Does inhibitions of preBötC neurons that do not project to the mystacial pad prevent respiratory modulation of the nares?

The preBötC neurons labeled by retrograde tracing from the facial nucleus are presumed to directly control the breathing modulation of the nares. While this is a simple conclusion, the experiments cannot exclude that the partial slowing of breathing is indirectly changing the movement of the nares. For example, alternative premotor populations, like the nIRT or nRF (Kurnikova 2019), that receive preBötC input are those that also modulate the activity of the muscles in the nares. In such a case, the axonal targeting of CN7 would have a small effect on the modulation of the mystacial pad. This might be addressed by inhibiting the axons of these preBötC neurons within the facial nucleus.

Cross correlation of mystacial activity with breathing.

The authors conclude that the respiratory activity of the mystacial pad is lost by inhibition of the CN7 projecting preBötC neurons. While the activity of the mystacial pad muscle changes (mostly to tonic states), the relationship between breathing and the change in mystacial activity in Figures 2, 3, 7, and 8 is not directly quantified. One possible measurement to show a loss of synchrony would be the cross-correlation between breathing and mystacial muscle activity, as in Kurnikova 2017.

Other points to address

– Figure 1C: It would be helpful to use a molecular marker to denote the preBötC (like sst/Nk1R/oprm1) to demonstrate that the labeled neurons are within the anatomical location of the preBötC. In panel C, many labeled cells appear ventral to the preBötC intermingled with other medullary groups that express TH. A similar analysis of the retrogradely labeled neurons in Figure 4F would demonstrate preBötC localization.

– Figure 2 and 3: Quantification of the expression of mCherry within GFP positive neurons. This is expected to be 100% and serves as a control for claiming specificity for the CN7 projecting neurons by ruling out cre-independent viral expression.

– Figure 2 D/K vs. 3 D/K: Explanation for why mystacial pad activity increases when the entire preBötC is inhibited but the pad activity decreases when the CN7 projecting neurons are silenced. Also, as in Figure 2, the remaining figures show the mystacial pad activity increasing in a similar direction between both experimental cohorts.

https://doi.org/10.7554/eLife.85398.sa1

Author response

Essential revisions:

1) As indicated by the reviewers, the authors should use traditional markers as a counterstain of the preBötC region to confirm the anatomical location. How can the authors be sure that they have transduced all preBötC neurons in the region ventral and caudal to the NAc, given that preBötC neurons are not definitively defined? Also please note that the coronal section shown in Figure supplement 1B appears to be caudal to the medullary levels containing the preBötC, and hence does not appear to illustrate distinct CTB retrogradely labeled preBötC subpopulations. Additional data addressing the above should be included.

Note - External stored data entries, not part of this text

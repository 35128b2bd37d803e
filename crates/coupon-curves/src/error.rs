//! Error types for curve operations.

use coupon_math::MathError;
use thiserror::Error;

/// A specialized Result type for curve operations.
pub type CurveResult<T> = Result<T, CurveError>;

/// Error types for curve operations.
#[derive(Error, Debug, Clone, PartialEq)]
pub enum CurveError {
    /// Not enough data points for interpolation.
    #[error("Insufficient points: need at least {required}, got {got}")]
    InsufficientPoints {
        /// Minimum required points.
        required: usize,
        /// Actual number of valid points.
        got: usize,
    },

    /// The same tenor was quoted twice.
    #[error("Duplicate tenor {tenor:.4}")]
    DuplicateTenor {
        /// The repeated tenor in years.
        tenor: f64,
    },

    /// Tenor is negative or not a finite number.
    #[error("Invalid tenor {tenor}")]
    InvalidTenor {
        /// The offending tenor.
        tenor: f64,
    },

    /// Rate cannot be used for annual compounding.
    #[error("Invalid rate {rate} at tenor {tenor:.4}")]
    InvalidRate {
        /// Tenor the rate was quoted at.
        tenor: f64,
        /// The offending rate.
        rate: f64,
    },

    /// Requested tenor is outside the curve's valid range.
    #[error("Tenor {requested:.4} out of range [{min:.4}, {max:.4}]")]
    TenorOutOfRange {
        /// The requested tenor in years.
        requested: f64,
        /// Minimum valid tenor.
        min: f64,
        /// Maximum valid tenor.
        max: f64,
    },

    /// Interpolation failed.
    #[error("Interpolation error: {reason}")]
    InterpolationError {
        /// Description of the interpolation error.
        reason: String,
    },
}

impl CurveError {
    /// Creates an insufficient points error.
    #[must_use]
    pub fn insufficient_points(required: usize, got: usize) -> Self {
        Self::InsufficientPoints { required, got }
    }

    /// Creates a tenor out of range error.
    #[must_use]
    pub fn tenor_out_of_range(requested: f64, min: f64, max: f64) -> Self {
        Self::TenorOutOfRange {
            requested,
            min,
            max,
        }
    }
}

impl From<MathError> for CurveError {
    fn from(err: MathError) -> Self {
        match err {
            MathError::ExtrapolationNotAllowed { x, min, max } => {
                Self::tenor_out_of_range(x, min, max)
            }
            MathError::InsufficientData { required, actual } => {
                Self::insufficient_points(required, actual)
            }
            MathError::InvalidInput { reason } => Self::InterpolationError { reason },
        }
    }
}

We agree with the reviewers that due to technical limitations and the lack of specific neurochemical signatures that define preBötC, we cannot claim that all preBötC neurons have been transduced by the viral vector used in this study. This statement has been modified in the revised version of the manuscript. To better characterize, anatomically and phenotypically, the neuronal population of preBötC transduced by viral injections, we also have included in the manuscript new data (Figures 4 and 5) showing the co-localization between muGFP and reeling, somatostatin, NK1R, which are typical markers used to define preBötC neurons (pages 9).

2) The authors should quantify the expression of mCherry within GFP positive neurons as a control for the specificity of the CN7 projecting neurons by ruling out Cre-independent viral expression, as indicated by Reviewer #3. Please include this data.

As suggested by the reviewer, we quantified the expression of mCherry within muGFP-positive neurons. We found that 48.5% (95% CI: 12.77 to 84.23%) of muGFP neurons also expressed mCherry. We recognize that the percentage of co-localization seems to be lower than expected. However, considering that the Cre-loxP system requires only a single molecule of Cre-recombinase enzyme (Van Duyne, 2015), it is plausible that low levels of Cre, that were not detected by immunohistochemistry, had resulted in the expression of muGFP. We believe that the results shown in Figure 2—figure supplement 2 are more important to rule out the Cre-independent viral expression, showing that the control injections of AAV-DIO-GtACR2-MuGFP into preBötC did not produce any expression of muGFP in the absence of expression of Cre (pages 9-10, lines 212-217).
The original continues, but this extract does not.